Italian Arts - Pre-Roman and Roman

Italian Arts – Pre-Roman and Roman

In the historical period, the peninsula, home to various peoples and different civilizations, offers an extremely complex and multiform archaeological and artistic panorama. We cannot therefore speak of the origins and development of a single and unitary civilization, but of as many civilizations as there were populations that inhabited it. Sanctuaries and necropolises appear to be places of artistic ‘consumption’, where devotional forms linked to individuals or groups find simplified formal expressions, even when they depend on ‘cultured’ Greek or Etruscan models, which are characterized by their ease of communication. Regardless of the problem of figurative manifestations, Archaeological and epigraphic discoveries have allowed the development of an ‘Italic archeology’ as a discipline that studies the cultures that developed between the Iron Age and Romanization among the people speaking languages ​​of the ‘Italic’ lineage (Celtic and Venetic in northern Italy; Umbrian, Sabine and Latin in central Italy; languages ​​of the Oscan group in southern Italy). The difference in contacts with more advanced cultures, such as that of the Greek colonists in the South and the Etruscans in the Center, and the diversity of the same environmental realities favored the formation of regional cultures in which processes of political self-identification established themselves at different times, becoming objectified in communities of predominantly territorial and cantonal rather than urban type.

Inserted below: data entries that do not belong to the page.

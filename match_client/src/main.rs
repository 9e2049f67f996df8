#[tokio::main]
async fn main() {
    if let Err(e) = match_client::run_with_config().await {
        tracing::error!(error = %e, "match client exited with error");
        std::process::exit(1);
    }
}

Sicily and the coasts of the Italy southern, where the Greek colonies were formed, were immediately deeply Hellenized, giving rise to artistic manifestations in which the local taste always emerged, while in the innermost areas the indigenous element maintained its characters for a longer time, and especially in the western part the Punic civilization also asserted itself on the island. Sardinia, seat of the original and autonomous Bronze Nuragic civilization, which persisted even in historical times, was deeply affected by the Punic influence during the 6th century. BC, until it was Romanized. In the Italy the Villanovan and Lazio civilizations, which developed the geometric decoration throughout the 8th century. BC, it was transformed in the 7th century. for the active reception of the orientalizing current, especially through Phoenician mediation,

In the 6th century. BC a wave of Ionic culture, largely through traders and Phocean settlers and also through the immigration of Ionic artists, gave new vigor to Etruscan art, which at the end of the 6th century. and in the early 5th century it acted powerfully not only in Rome, but also in the South (Campania) and in the North, where Spina, at the mouth of the Po, represented a thriving Etruscan outpost, towards which Greek artistic products flowed. Particular local aspects take on the artistic productions of some more isolated peoples, such as the Veneti, the Atestini, and prehistoric forms persist in more backward areas, such as the Ligurian ones. The flourishing orientalizing artistic culture of Picena with a local flavor did not fail to be affected by the Etruscan influence and then by the Gallic contribution, while the Italic populations of the interior, along the central-southern Apennines,

According to remzfamily, the influence of the superior Greek artistic civilization became more and more normative and in the Hellenistic period determined a certain koinè throughout the peninsula, albeit with a variety of levels and accents. In the midst of this vast confluence of artistic currents and in the varied action and reaction of local substrates, with the affirmation of Rome an art was born derived from the convergence of Greek teaching, of the Etruscan tradition and of the Italic taste. These various strands, which gave rise in the 1st century. BC to artistic expressions of various tones, merged more and more, creating an imperial art that was able to originally interpret the ideals of Roman civilization, from portraiture to historical subject relief, from the sarcophagus to decorative sculpture, and which came to brilliant creations in the field of architecture, developing up to the crisis determined by the barbarian invasions.